New York City, 10 years later: Pessimism has been vanquished, terrorism has not

By John J. Metzler

NEW YORK, September 12, 2011 — On a picture perfect September day in 2001, the Grim Reaper visited New York to spread carnage and to shock and stun the very foundations of American society. Passenger aircraft, hijacked by Al Qaida terrorists, slammed into the World Trade Center Towers, the Pentagon, and a field in Pennsylvania, in a combined assault which killed over 3,000 innocent people, mostly civilians.

Now, a decade after the heinous attacks, the shadows of September 11th still haunt the United States. The near surrealistic events of that day are etched in the memories of those of us who witnessed the attacks first hand, although in my case not in lower Manhattan but across the bridge, seeing the city skyline as a tableau under attack, viewing the twin towers as two billowing smokestacks into the azure blue sky, and then watching the events on TV as if the entire event were somehow a nightmare that could be switched off with the remote. It couldn’t, it wasn’t, and the real fright only set in the following day.

ew York Police Department tactical police officers stand guard near the New York Stock Exchange on Sept. 9. / Getty Images / Justin Sullivan

I recall September 11th with a kind of suspended animation; after routinely dropping off our daughter at grade school and seeing an acquaintance who was a New York Fire Department Captain (he would die later that day on duty), I drove towards the city to hear the first reports “of a plane apparently hitting the World Trade Center.” Minutes later a flood of reports on WCBS radio said this was not an accident. A second plane had struck the Towers, and then….well we know the rest painfully well. Three hundred forty-three members of the New York Fire Department were killed in the line of duty that tragic day.

Being just miles from what became known as Ground Zero, most people were too stunned by disbelief to be scared; we always felt “it couldn’t happen here.” Terrorist bombs be they in Belfast, Beirut, or Bombay, were always “somewhere else.” This was the USA after all. The attacks on America became the Pearl Harbor of our generation, sixty years after that day of infamy in Hawaii. But the aggressors of Pearl Harbor had a home address; Tokyo. The state entity was Imperial Japan.

The nineteen Al Qaida hijackers, mostly fundamentalist Egyptians and Saudis and their leader Osama Bin Laden had no such formal state connection nor return address save for the rural vastness of the wretched Islamic Emirate of Afghanistan then ruled by the Taliban.

America’s response had to be decisive, precise, but measured; President George W Bush, contrary to popular myth did not rush into the Afghanistan military mission as was being begged for across much of the political spectrum, but wisely allowed a brilliantly coordinated CIA campaign using local Afghan insurgents to topple the Taliban regime.

Securing the American homeland in the aftermath of the attacks was no less a daunting task, given years of neglect in domestic security; this too was accomplished quickly and effectively.

Fast forward to 2011. Without question the United States is better protected and prepared today than in September 2001, though that does not discount another attempt or attack, but not likely of the magnitude of a decade ago.

We can thank both domestic law enforcement (NYPD/FBI) as well as the aggressive preemptive actions of the men and women of the U.S. military overseas. Rudy Giuliani, the feisty former New York Mayor became synonymous with the rescue, recovery and comeback efforts for the Big Apple in the frightened aftermath of the attacks.

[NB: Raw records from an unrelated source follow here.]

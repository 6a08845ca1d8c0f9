use std::process::Stdio;
use log::{debug, warn};
use tokio::process::{Child, Command};

use crate::config::types::PlayerConfig;
use crate::error::PlaybackError;
use crate::playback::player::AudioOutput;

/// Streams by running an external player (mpv by default) with the url as its last argument.
/// Pausing stops the process; the stream is live, there is nothing to resume.
pub struct ProcessOutput {
    config: PlayerConfig,
    child: Option<Child>,
}

impl ProcessOutput {
    pub fn new(config: PlayerConfig) -> Self {
        ProcessOutput { config, child: None }
    }
}

fn check_url(url: &str) -> Result<(), PlaybackError> {
    // anything else could be read by the player as an option or a local file
    if url.starts_with("http://") || url.starts_with("https://") {
        Ok(())
    } else {
        Err(PlaybackError::NotHttp { url: url.to_string() })
    }
}

impl AudioOutput for ProcessOutput {
    fn play(&mut self, url: &str) -> Result<(), PlaybackError> {
        check_url(url)?;
        self.pause();

        debug!("Starting {} {:?} {}", self.config.program, self.config.args, url);
        let child = Command::new(&self.config.program)
            .args(&self.config.args)
            .arg(url)
            .stdin(Stdio::null())
            .stdout(Stdio::null())
            .stderr(Stdio::null())
            .kill_on_drop(true)
            .spawn()?;

        self.child = Some(child);
        Ok(())
    }

    fn pause(&mut self) {
        if let Some(mut child) = self.child.take() {
            if let Err(err) = child.start_kill() {
                warn!("Failed to stop the audio player: {}", err);
            }
        }
    }

    fn is_playing(&mut self) -> bool {
        match self.child.as_mut().map(|child| child.try_wait()) {
            Some(Ok(None)) => true,
            Some(Ok(Some(status))) => {
                debug!("Audio player exited: {}", status);
                self.child = None;
                false
            },
            Some(Err(err)) => {
                warn!("Failed to query the audio player: {}", err);
                false
            },
            None => false,
        }
    }
}
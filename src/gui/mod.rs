pub mod application;
pub mod knob;
pub mod style;
pub mod types;
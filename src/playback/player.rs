use log::info;

use crate::error::PlaybackError;

/// Something that can stream a url on this computer.
pub trait AudioOutput: Send {
    fn play(&mut self, url: &str) -> Result<(), PlaybackError>;
    fn pause(&mut self);
    fn is_playing(&mut self) -> bool;
}

#[derive(Debug, Clone, Copy, PartialEq, Eq)]
pub enum PlaybackChange {
    Started,
    Paused,
}

/// Plays stations locally, next to (not through) the radio.
pub struct LocalPlayer {
    output: Box<dyn AudioOutput>,
    current_url: Option<String>,
}

impl LocalPlayer {
    pub fn new(output: Box<dyn AudioOutput>) -> Self {
        LocalPlayer { output, current_url: None }
    }

    /// Pressing play on the url that is currently playing pauses it, anything else switches to
    /// `url` and plays it.
    pub fn toggle(&mut self, url: &str) -> Result<PlaybackChange, PlaybackError> {
        if self.current_url.as_deref() == Some(url) && self.output.is_playing() {
            info!("Pausing local playback of {}", url);
            self.output.pause();
            return Ok(PlaybackChange::Paused);
        }

        info!("Playing {} locally", url);
        self.output.play(url)?;
        self.current_url = Some(url.to_string());
        Ok(PlaybackChange::Started)
    }

    pub fn stop(&mut self) {
        if self.output.is_playing() {
            self.output.pause();
        }
    }
}
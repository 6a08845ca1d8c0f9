//! The link to the radio as the user sees it.
//!
//! [`controller::Session`] owns the link and applies intents and link events, [`driver`] runs it
//! as the window's background subscription, [`view`] is how it reaches the screen.

pub mod controller;
pub mod driver;
pub mod state;
pub mod view;
pub mod volume;

pub use controller::{Followup, Intent, Session};
pub use state::{LinkStatus, SessionState};
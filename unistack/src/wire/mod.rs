//! Headers on the wire.
//!
//! Each protocol has a `Frame` or `Packet` view over any byte buffer, with one accessor per
//! header field, and a `Repr` holding the fields that matter after validation. Views never copy,
//! they are laid over the region of a pool buffer that starts at the protocol's layer marker, see
//! [`storage::Packet`].
//!
//! [`storage::Packet`]: ../storage/struct.Packet.html
use core::fmt;

pub(crate) mod checksum;
pub mod ethernet;
pub mod ipv4;
pub mod tcp;

pub use self::ethernet::{
    Address as EthernetAddress,
    EtherType as EthernetProtocol,
    Frame as EthernetFrame,
    Repr as EthernetRepr};

pub use self::ipv4::{
    Address as Ipv4Address,
    Packet as Ipv4Packet,
    Repr as Ipv4Repr};

pub use self::tcp::{
    Flags as TcpFlags,
    Packet as TcpPacket,
    Repr as TcpRepr,
    SeqNumber as TcpSeqNumber};

enum_with_unknown! {
    /// The protocol carried in a datagram.
    pub enum IpProtocol(u8) {
        Icmp = 1,
        Tcp  = 6,
        Udp  = 17,
    }
}

impl fmt::Display for IpProtocol {
    fn fmt(&self, f: &mut fmt::Formatter) -> fmt::Result {
        match self {
            IpProtocol::Icmp => f.write_str("ICMP"),
            IpProtocol::Tcp => f.write_str("TCP"),
            IpProtocol::Udp => f.write_str("UDP"),
            IpProtocol::Unknown(other) => write!(f, "{}", other),
        }
    }
}

/// Why a header could not be parsed.
#[derive(Debug, Clone, Copy, PartialEq, Eq)]
pub enum Error {
    /// The buffer ends before the header, or before the length the header claims.
    Truncated,
    /// The checksum does not match.
    WrongChecksum,
    /// A field names something this stack does not know.
    Unrecognized,
    /// Fields contradict each other, as a TCP SYN with FIN or an IPv4 header beyond the total
    /// length.
    Malformed,
    /// Valid but not handled here, as IPv4 fragments.
    Unsupported,
}

pub type Result<T> = core::result::Result<T, Error>;

/// Whether and how a transport checksum is verified.
#[derive(Clone, Copy, Debug, PartialEq, Eq)]
pub enum Checksum {
    /// Verify against the pseudo header of these addresses.
    Manual {
        src_addr: Ipv4Address,
        dst_addr: Ipv4Address,
    },
    /// Trust the device, it has already checked.
    Ignored,
}

impl fmt::Display for Error {
    fn fmt(&self, f: &mut fmt::Formatter) -> fmt::Result {
        f.write_str(match self {
            Error::Truncated => "truncated",
            Error::WrongChecksum => "wrong checksum",
            Error::Unrecognized => "unrecognized",
            Error::Malformed => "malformed",
            Error::Unsupported => "unsupported",
        })
    }
}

In recent comments to the British media, Giuliani — dubbed “America’s Mayor” — stressed that complacency and political correctness could hamper preparedness to preventing new attacks. He added moreover that the difference between Pearl Harbor and consigning September 11th to history, was that while the Axis powers had been defeated by 1945, such was still not the case with the Al Qaida terrorists.

Thinking back to that tragic day and the ensuing pessimism of post-September 11th America, it’s amazing how far we have come. New York’s traditional optimism, brashness and commercial verve are back; but so too are the subliminal thoughts about that dark day a decade ago. After respectful commemoration ceremonies, may the skirl of the bagpipes of the NY Fire Department, continue to haunt the terrorists. Never Forget!

John J. Metzler is a U.N. correspondent covering diplomatic and defense issues. He writes weekly for WorldTribune.com.